◆ Source records:
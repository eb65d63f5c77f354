use super::*;
use crate::export::raster::FrameRGBA;
use crate::export::sink::InMemorySink;
use crate::foundation::core::Rgba8;

fn frame(fill: &str) -> String {
    format!(
        r#"<svg xmlns="http://www.w3.org/2000/svg" viewBox="0 0 4 4"><rect width="2" height="4" fill="{fill}"/></svg>"#
    )
}

fn transparent() -> ExportSettings {
    ExportSettings {
        background: Background::Transparent,
        ..ExportSettings::default()
    }
}

#[test]
fn settings_load_from_json() {
    let s = ExportSettings::from_json_str(
        r#"{"interval_ms": 40, "background": "transparent", "width": 8}"#,
    )
    .unwrap();
    assert_eq!(s.interval_ms, 40.0);
    assert!(s.background.is_transparent());
    assert_eq!((s.width, s.height), (Some(8), None));

    let err = ExportSettings::from_json_str("{\"interval_ms\": \"x\"}").unwrap_err();
    assert!(matches!(err, SvgBurstError::Serde(_)));
}

#[test]
fn rejects_fractional_interval_before_any_work() {
    let snapshot = FrameSnapshot::from_documents(vec!["not even xml"]);
    let settings = ExportSettings {
        interval_ms: 12.5,
        ..ExportSettings::default()
    };
    let err = generate(&snapshot, &settings, ExportTarget::Svg, |_| {}).unwrap_err();
    assert_eq!(
        err.to_string(),
        "validation error: The Interval setting must be a positive integer."
    );
}

#[test]
fn empty_snapshot_is_a_validation_error() {
    let err = generate(
        &FrameSnapshot::default(),
        &ExportSettings::default(),
        ExportTarget::Svg,
        |_| {},
    )
    .unwrap_err();
    assert!(matches!(err, SvgBurstError::Validation(_)));
}

#[test]
fn single_frame_svg_gets_background_and_full_progress() {
    let snapshot = FrameSnapshot::from_documents(vec![frame("red")]);
    let mut seen = Vec::new();
    let out = generate(
        &snapshot,
        &ExportSettings::default(),
        ExportTarget::Svg,
        |p| seen.push(p),
    )
    .unwrap();

    let Generated::Svg(svg) = out else {
        panic!("expected svg");
    };
    assert!(svg.contains("svgburst-background"));
    assert!(!svg.contains("@keyframes"));
    assert_eq!(seen, vec![1.0]);
}

#[test]
fn multi_frame_svg_is_animated() {
    let snapshot = FrameSnapshot::from_documents(vec![frame("red"), frame("blue")]);
    let out = generate(&snapshot, &transparent(), ExportTarget::Svg, |_| {}).unwrap();
    let Generated::Svg(svg) = out else {
        panic!("expected svg");
    };
    assert!(svg.contains("animation:0.2s linear _k infinite"));
}

#[test]
fn single_frame_raster_is_a_png() {
    let snapshot = FrameSnapshot::from_documents(vec![frame("red")]);
    let mut sink = InMemorySink::new();
    let mut seen = Vec::new();
    let out = generate(
        &snapshot,
        &ExportSettings::default(),
        ExportTarget::Raster(&mut sink),
        |p| seen.push(p),
    )
    .unwrap();

    let Generated::Png(png) = out else {
        panic!("expected png");
    };
    assert_eq!(&png[..4], b"\x89PNG");
    assert!(sink.frames().is_empty());
    assert_eq!(seen, vec![1.0]);
}

#[test]
fn multi_frame_raster_streams_through_the_sink() {
    let snapshot = FrameSnapshot::from_documents(vec![frame("red"), frame("lime"), frame("blue")]);
    let settings = ExportSettings {
        interval_ms: 50.0,
        background: Background::Opaque(Rgba8::WHITE),
        width: Some(8),
        height: Some(8),
    };
    let mut sink = InMemorySink::new();
    let mut seen = Vec::new();
    let out = generate(
        &snapshot,
        &settings,
        ExportTarget::Raster(&mut sink),
        |p| seen.push(p),
    )
    .unwrap();

    assert_eq!(out, Generated::Sequence { frames: 3 });
    let cfg = sink.config().unwrap();
    assert_eq!((cfg.width, cfg.height), (8, 8));
    assert_eq!(cfg.fps, Fps { num: 1000, den: 50 });
    assert_eq!(sink.frames().len(), 3);
    assert!(sink.is_finished());

    let (_, first) = &sink.frames()[0];
    // Left half red, right half the white background.
    assert_eq!(&first.data[..4], &[255, 0, 0, 255]);
    assert_eq!(&first.data[7 * 4..8 * 4], &[255, 255, 255, 255]);

    assert_eq!(seen.last(), Some(&1.0));
    assert!(seen.windows(2).all(|w| w[0] <= w[1]));
    assert!(seen[..seen.len() - 1].iter().all(|&p| p < 0.99));
}

#[test]
fn canvas_defaults_to_the_view_box() {
    let snapshot = FrameSnapshot::from_documents(vec![frame("red"), frame("blue")]);
    let mut sink = InMemorySink::new();
    generate(&snapshot, &transparent(), ExportTarget::Raster(&mut sink), |_| {}).unwrap();
    let cfg = sink.config().unwrap();
    assert_eq!((cfg.width, cfg.height), (4, 4));
}

#[test]
fn file_names_follow_target_and_count() {
    let mut sink = InMemorySink::new();
    assert_eq!(default_file_name(&ExportTarget::Svg, 3), "animation.svg");
    let raster = ExportTarget::Raster(&mut sink);
    assert_eq!(default_file_name(&raster, 1), "animation.png");
    assert_eq!(default_file_name(&raster, 2), "animation.mov");
}

#[test]
fn svg_path_accepts_sub_unit_view_box() {
    let doc =
        r#"<svg xmlns="http://www.w3.org/2000/svg" viewBox="0 0 0.5 0.5"><circle r="0.2"/></svg>"#;
    let snapshot = FrameSnapshot::from_documents(vec![doc, doc]);
    let out = generate(&snapshot, &ExportSettings::default(), ExportTarget::Svg, |_| {}).unwrap();
    let Generated::Svg(svg) = out else {
        panic!("expected svg");
    };
    assert!(svg.contains(r#"d="M0 0h0.5v0.5H0z""#));
}

#[test]
fn raster_checks_every_frame_before_starting_the_sink() {
    let no_view_box = r#"<svg xmlns="http://www.w3.org/2000/svg"><rect width="2" height="2"/></svg>"#;
    let unclosed = r#"<svg xmlns="http://www.w3.org/2000/svg" viewBox="0 0 4 4"><g></svg>"#;

    for (bad, settings) in [
        (no_view_box, transparent()),
        (unclosed, ExportSettings::default()),
    ] {
        let snapshot =
            FrameSnapshot::from_documents(vec![frame("red"), frame("blue"), bad.to_owned()]);
        let mut sink = InMemorySink::new();
        let mut seen = Vec::new();
        let err = generate(
            &snapshot,
            &settings,
            ExportTarget::Raster(&mut sink),
            |p| seen.push(p),
        )
        .unwrap_err();

        assert!(matches!(&err, SvgBurstError::MalformedFrame(msg) if msg.starts_with("frame 2:")));
        assert_eq!(sink.config(), None);
        assert!(sink.frames().is_empty());
        assert!(seen.is_empty());
    }
}

/// Accepts frames until `fail_at`, then refuses.
struct RefusingSink {
    inner: InMemorySink,
    fail_at: usize,
}

impl FrameSink for RefusingSink {
    fn begin(&mut self, cfg: SinkConfig) -> SvgBurstResult<()> {
        self.inner.begin(cfg)
    }

    fn push_frame(&mut self, idx: usize, frame: &FrameRGBA) -> SvgBurstResult<()> {
        if idx == self.fail_at {
            return Err(SvgBurstError::export("disk full"));
        }
        self.inner.push_frame(idx, frame)
    }

    fn end(&mut self) -> SvgBurstResult<()> {
        self.inner.end()
    }

    fn abort(&mut self) {
        self.inner.abort();
    }
}

#[test]
fn sink_failure_mid_stream_aborts_the_sink() {
    let snapshot = FrameSnapshot::from_documents(vec![frame("red"), frame("lime"), frame("blue")]);
    let mut sink = RefusingSink {
        inner: InMemorySink::new(),
        fail_at: 2,
    };
    let mut seen = Vec::new();
    let err = generate(
        &snapshot,
        &transparent(),
        ExportTarget::Raster(&mut sink),
        |p| seen.push(p),
    )
    .unwrap_err();

    assert!(matches!(err, SvgBurstError::Export(_)));
    assert!(sink.inner.is_aborted());
    assert!(!sink.inner.is_finished());
    assert!(sink.inner.frames().is_empty());
    assert_ne!(seen.last(), Some(&1.0));
}
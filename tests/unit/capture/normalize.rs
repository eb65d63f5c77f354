use super::*;

#[test]
fn pixel_size_becomes_view_box_and_background_rect_goes() {
    let raw = concat!(
        r#"<svg xmlns="http://www.w3.org/2000/svg" width="300" height="200">"#,
        r##"<rect width="300" height="200" fill="#fff"/>"##,
        r#"<g><rect id="r" width="1" height="1"/></g></svg>"#,
    );
    assert_eq!(
        normalize_capture(raw).unwrap(),
        concat!(
            r#"<svg xmlns="http://www.w3.org/2000/svg" width="100%" height="100%" viewBox="0 0 300 200">"#,
            r#"<g><rect id="r" width="1" height="1"/></g></svg>"#,
        )
    );
}

#[test]
fn replaces_an_existing_view_box_and_strips_px() {
    let raw = r#"<svg viewBox="1 1 2 2" width="64px" height="48.5"><rect><title>bg</title></rect><circle r="1"/></svg>"#;
    assert_eq!(
        normalize_capture(raw).unwrap(),
        r#"<svg width="100%" height="100%" viewBox="0 0 64 48.5"><circle r="1"/></svg>"#
    );
}

#[test]
fn already_normalized_documents_are_kept() {
    let doc = r#"<svg width="100%" height="100%" viewBox="0 0 10 10"><path d="M0 0"/></svg>"#;
    assert_eq!(normalize_capture(doc).unwrap(), doc);
}

#[test]
fn documents_without_size_information_are_rejected() {
    assert!(normalize_capture("<svg><g/></svg>").is_err());
    assert!(normalize_capture(r#"<html width="1" height="1"/>"#).is_err());
    assert!(normalize_capture("").is_err());
}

◆ What is expected:
Return each line in the records that holds the string "crate".

◆ Result for this exercise:
use crate::export::raster::FrameRGBA;
use crate::export::sink::InMemorySink;
use crate::foundation::core::Rgba8;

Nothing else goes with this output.